* Exercise instructions:
Starting at the line containing "pub fn from_values(values: &[f64])" and ending at the line containing "pub labels: [&'static", print every line of the material below exactly, both ends included, and stop there.

====

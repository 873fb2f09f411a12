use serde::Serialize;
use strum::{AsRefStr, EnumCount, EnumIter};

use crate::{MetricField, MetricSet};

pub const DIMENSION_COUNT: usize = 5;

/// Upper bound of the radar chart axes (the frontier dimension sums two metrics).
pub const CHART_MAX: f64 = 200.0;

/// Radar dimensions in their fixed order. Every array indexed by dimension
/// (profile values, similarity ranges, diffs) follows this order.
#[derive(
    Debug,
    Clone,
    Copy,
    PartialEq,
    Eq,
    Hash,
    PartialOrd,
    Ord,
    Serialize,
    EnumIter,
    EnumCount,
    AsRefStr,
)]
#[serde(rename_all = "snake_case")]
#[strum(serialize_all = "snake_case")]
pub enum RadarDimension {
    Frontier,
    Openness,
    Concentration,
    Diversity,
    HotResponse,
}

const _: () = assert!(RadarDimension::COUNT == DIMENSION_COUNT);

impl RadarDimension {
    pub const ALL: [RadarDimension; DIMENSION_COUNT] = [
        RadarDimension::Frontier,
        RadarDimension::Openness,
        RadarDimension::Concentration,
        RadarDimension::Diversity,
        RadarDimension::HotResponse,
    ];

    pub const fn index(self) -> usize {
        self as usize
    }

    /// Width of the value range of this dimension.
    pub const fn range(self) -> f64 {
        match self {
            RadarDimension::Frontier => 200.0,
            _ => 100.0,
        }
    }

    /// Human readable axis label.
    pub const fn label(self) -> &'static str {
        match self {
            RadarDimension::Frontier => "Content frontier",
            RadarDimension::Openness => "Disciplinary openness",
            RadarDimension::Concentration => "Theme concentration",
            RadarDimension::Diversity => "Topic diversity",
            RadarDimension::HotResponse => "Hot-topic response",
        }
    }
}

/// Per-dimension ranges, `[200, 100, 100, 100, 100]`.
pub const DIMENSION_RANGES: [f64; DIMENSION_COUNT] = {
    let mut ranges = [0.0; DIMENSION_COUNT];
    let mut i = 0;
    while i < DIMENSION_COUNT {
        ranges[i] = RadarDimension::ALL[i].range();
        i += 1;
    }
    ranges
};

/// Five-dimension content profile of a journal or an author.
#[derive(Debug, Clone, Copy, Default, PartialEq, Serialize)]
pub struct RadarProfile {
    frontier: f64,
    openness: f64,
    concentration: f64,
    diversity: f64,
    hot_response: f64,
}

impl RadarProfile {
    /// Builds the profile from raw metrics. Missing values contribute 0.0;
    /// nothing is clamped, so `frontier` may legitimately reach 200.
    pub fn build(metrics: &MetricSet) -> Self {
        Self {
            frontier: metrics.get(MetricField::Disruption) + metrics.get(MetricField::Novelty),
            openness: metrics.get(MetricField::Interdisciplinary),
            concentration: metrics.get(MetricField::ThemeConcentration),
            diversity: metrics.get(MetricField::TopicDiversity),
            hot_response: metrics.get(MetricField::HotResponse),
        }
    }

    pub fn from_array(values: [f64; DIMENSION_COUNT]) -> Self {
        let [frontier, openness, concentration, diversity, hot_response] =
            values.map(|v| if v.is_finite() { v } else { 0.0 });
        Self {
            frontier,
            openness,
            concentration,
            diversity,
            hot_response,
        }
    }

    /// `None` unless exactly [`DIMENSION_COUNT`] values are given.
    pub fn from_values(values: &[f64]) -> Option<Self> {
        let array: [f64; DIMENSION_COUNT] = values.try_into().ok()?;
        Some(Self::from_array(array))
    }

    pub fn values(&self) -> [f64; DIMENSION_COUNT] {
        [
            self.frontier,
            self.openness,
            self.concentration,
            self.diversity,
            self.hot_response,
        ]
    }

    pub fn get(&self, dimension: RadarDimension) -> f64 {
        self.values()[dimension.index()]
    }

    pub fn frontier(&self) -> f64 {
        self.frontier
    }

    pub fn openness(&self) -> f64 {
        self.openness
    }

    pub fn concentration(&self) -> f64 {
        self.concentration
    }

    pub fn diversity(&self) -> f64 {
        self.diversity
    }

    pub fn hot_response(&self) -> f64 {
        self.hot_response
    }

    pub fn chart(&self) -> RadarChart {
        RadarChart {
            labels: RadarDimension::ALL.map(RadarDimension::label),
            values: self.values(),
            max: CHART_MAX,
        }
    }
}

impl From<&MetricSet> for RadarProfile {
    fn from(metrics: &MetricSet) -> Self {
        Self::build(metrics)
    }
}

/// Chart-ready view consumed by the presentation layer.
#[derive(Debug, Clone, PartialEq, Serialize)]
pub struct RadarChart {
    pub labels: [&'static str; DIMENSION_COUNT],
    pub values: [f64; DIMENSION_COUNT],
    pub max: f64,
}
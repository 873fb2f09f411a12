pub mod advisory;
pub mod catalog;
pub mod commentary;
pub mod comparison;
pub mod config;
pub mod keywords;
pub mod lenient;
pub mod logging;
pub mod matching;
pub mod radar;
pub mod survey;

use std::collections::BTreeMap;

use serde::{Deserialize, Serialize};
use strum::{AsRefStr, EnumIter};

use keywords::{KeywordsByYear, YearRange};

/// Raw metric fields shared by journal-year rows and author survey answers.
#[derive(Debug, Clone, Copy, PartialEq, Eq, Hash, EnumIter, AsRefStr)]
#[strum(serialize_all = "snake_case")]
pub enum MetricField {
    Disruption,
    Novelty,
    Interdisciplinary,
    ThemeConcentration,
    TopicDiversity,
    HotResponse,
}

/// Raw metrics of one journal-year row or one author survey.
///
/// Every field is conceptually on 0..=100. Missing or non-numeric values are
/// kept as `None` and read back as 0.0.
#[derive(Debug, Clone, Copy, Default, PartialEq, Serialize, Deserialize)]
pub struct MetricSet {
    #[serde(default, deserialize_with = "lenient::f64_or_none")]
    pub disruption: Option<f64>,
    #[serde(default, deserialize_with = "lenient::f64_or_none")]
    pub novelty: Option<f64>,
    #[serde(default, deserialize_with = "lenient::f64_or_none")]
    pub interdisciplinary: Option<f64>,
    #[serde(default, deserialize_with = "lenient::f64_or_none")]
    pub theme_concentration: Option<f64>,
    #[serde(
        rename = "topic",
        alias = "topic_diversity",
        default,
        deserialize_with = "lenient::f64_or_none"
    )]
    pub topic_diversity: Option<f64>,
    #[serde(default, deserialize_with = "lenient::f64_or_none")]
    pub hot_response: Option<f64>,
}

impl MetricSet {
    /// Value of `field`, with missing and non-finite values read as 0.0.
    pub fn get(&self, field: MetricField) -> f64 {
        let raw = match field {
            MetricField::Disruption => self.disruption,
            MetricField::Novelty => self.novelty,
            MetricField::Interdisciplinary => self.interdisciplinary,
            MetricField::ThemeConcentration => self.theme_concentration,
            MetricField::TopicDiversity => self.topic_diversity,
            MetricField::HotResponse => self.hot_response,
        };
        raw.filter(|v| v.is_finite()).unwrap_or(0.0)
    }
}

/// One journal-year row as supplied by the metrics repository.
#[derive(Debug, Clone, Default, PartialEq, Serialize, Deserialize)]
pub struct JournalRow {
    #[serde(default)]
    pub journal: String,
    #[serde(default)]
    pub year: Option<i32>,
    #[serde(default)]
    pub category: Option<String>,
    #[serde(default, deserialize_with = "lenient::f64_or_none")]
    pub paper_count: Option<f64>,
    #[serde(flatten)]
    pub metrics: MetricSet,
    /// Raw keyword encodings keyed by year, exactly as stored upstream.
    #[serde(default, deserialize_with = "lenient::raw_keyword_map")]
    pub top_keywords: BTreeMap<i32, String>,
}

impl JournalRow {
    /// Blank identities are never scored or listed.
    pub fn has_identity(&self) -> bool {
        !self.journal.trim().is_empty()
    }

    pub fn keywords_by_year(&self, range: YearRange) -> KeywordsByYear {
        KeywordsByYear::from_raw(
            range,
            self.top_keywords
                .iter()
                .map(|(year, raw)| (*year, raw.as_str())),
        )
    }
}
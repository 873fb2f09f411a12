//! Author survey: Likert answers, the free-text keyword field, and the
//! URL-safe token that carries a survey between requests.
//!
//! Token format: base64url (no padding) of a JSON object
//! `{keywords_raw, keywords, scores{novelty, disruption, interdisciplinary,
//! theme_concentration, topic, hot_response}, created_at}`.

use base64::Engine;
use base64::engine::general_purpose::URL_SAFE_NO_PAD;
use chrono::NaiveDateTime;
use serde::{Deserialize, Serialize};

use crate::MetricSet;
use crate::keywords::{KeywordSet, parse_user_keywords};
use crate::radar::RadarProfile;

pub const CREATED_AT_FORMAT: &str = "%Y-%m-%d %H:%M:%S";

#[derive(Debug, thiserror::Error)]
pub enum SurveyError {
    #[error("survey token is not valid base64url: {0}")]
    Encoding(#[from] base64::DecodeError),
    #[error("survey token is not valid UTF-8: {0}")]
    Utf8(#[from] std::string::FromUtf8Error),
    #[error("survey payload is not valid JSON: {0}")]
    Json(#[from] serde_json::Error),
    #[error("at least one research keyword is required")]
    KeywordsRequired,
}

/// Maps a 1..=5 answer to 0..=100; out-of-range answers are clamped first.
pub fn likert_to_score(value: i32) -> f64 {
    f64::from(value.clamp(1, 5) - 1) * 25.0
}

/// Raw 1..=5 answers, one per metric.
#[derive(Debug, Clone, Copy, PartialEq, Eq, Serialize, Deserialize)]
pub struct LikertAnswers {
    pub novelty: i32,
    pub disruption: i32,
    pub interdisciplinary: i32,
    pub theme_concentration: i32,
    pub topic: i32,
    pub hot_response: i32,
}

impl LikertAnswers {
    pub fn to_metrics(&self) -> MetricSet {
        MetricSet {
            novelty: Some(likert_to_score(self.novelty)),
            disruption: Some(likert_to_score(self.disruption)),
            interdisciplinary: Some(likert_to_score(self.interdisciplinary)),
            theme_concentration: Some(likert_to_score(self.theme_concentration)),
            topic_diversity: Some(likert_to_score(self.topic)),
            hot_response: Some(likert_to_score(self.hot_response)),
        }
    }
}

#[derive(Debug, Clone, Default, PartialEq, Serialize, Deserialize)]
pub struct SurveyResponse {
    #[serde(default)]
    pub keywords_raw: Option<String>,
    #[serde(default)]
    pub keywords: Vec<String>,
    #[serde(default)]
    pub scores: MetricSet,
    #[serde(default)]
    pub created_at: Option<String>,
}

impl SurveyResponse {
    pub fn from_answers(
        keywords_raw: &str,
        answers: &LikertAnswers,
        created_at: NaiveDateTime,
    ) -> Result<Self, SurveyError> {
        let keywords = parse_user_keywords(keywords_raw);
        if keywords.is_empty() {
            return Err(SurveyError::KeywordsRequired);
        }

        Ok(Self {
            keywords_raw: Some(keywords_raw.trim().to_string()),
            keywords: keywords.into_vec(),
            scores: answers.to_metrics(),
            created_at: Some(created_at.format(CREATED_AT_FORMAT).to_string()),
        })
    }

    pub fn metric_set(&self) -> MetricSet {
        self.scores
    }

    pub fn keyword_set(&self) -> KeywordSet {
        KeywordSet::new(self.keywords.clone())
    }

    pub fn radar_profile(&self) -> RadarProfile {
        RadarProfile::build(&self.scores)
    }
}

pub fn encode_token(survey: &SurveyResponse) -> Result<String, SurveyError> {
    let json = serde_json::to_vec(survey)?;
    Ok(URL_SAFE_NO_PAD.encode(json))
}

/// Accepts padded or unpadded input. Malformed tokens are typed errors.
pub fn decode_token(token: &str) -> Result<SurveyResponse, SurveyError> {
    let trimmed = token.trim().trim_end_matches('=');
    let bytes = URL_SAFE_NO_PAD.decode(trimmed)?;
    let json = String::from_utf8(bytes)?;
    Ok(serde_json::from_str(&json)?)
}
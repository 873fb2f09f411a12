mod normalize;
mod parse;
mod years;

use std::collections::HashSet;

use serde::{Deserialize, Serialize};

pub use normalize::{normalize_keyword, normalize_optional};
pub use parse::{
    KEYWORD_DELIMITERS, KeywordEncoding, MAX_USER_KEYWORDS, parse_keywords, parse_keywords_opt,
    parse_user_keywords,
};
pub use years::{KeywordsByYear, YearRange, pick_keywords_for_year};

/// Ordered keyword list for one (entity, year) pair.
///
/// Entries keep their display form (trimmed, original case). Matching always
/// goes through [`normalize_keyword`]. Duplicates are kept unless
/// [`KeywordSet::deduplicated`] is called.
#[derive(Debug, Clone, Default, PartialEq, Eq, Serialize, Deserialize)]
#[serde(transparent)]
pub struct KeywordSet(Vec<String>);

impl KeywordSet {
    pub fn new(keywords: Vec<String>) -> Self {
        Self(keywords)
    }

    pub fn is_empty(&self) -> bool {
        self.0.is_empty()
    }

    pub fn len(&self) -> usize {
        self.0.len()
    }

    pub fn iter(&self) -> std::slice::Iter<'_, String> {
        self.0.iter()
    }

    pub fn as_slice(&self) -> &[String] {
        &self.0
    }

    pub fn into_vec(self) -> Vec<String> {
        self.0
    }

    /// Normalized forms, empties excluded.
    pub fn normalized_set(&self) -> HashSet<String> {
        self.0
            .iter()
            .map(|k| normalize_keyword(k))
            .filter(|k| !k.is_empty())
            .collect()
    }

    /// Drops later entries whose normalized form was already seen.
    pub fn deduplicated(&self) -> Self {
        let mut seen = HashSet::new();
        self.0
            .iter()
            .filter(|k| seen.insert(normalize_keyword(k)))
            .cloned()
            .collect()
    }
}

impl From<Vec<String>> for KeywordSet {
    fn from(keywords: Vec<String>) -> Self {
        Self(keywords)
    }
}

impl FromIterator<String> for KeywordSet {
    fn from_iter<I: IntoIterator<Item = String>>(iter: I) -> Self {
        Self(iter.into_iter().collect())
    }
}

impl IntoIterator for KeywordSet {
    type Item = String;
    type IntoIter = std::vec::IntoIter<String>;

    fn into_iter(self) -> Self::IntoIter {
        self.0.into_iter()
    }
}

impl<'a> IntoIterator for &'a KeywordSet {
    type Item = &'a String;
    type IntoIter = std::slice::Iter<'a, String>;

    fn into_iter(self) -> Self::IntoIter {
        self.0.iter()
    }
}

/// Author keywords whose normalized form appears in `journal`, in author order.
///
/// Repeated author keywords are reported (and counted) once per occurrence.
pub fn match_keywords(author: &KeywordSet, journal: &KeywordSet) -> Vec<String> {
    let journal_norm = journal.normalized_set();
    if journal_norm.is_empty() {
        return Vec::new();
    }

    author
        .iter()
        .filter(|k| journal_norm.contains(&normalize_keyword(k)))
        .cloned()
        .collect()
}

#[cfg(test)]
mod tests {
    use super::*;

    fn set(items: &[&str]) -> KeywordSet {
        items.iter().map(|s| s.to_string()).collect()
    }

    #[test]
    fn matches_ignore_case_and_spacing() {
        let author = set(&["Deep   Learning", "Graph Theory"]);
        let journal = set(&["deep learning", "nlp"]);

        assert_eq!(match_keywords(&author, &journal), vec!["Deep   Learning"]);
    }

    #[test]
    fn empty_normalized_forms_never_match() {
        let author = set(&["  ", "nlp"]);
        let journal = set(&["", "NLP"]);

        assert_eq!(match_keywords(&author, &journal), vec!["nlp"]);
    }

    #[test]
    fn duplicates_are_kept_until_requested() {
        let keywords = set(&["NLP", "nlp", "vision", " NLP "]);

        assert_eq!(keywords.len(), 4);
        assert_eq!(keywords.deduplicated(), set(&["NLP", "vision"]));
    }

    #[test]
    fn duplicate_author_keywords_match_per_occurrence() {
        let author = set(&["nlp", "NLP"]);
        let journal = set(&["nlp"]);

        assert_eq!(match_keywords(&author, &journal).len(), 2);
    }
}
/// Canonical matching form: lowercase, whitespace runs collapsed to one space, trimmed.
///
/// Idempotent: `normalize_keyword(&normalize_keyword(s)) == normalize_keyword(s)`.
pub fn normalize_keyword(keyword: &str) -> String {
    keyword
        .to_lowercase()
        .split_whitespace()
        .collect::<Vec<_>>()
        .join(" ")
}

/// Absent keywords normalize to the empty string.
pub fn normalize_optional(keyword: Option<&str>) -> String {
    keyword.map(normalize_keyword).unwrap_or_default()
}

====

* Result for this task:
    pub fn from_values(values: &[f64]) -> Option<Self> {
        let array: [f64; DIMENSION_COUNT] = values.try_into().ok()?;
        Some(Self::from_array(array))
    }

    pub fn values(&self) -> [f64; DIMENSION_COUNT] {
        [
            self.frontier,
            self.openness,
            self.concentration,
            self.diversity,
            self.hot_response,
        ]
    }

    pub fn get(&self, dimension: RadarDimension) -> f64 {
        self.values()[dimension.index()]
    }

    pub fn frontier(&self) -> f64 {
        self.frontier
    }

    pub fn openness(&self) -> f64 {
        self.openness
    }

    pub fn concentration(&self) -> f64 {
        self.concentration
    }

    pub fn diversity(&self) -> f64 {
        self.diversity
    }

    pub fn hot_response(&self) -> f64 {
        self.hot_response
    }

    pub fn chart(&self) -> RadarChart {
        RadarChart {
            labels: RadarDimension::ALL.map(RadarDimension::label),
            values: self.values(),
            max: CHART_MAX,
        }
    }
}

impl From<&MetricSet> for RadarProfile {
    fn from(metrics: &MetricSet) -> Self {
        Self::build(metrics)
    }
}

/// Chart-ready view consumed by the presentation layer.
#[derive(Debug, Clone, PartialEq, Serialize)]
pub struct RadarChart {
    pub labels: [&'static str; DIMENSION_COUNT],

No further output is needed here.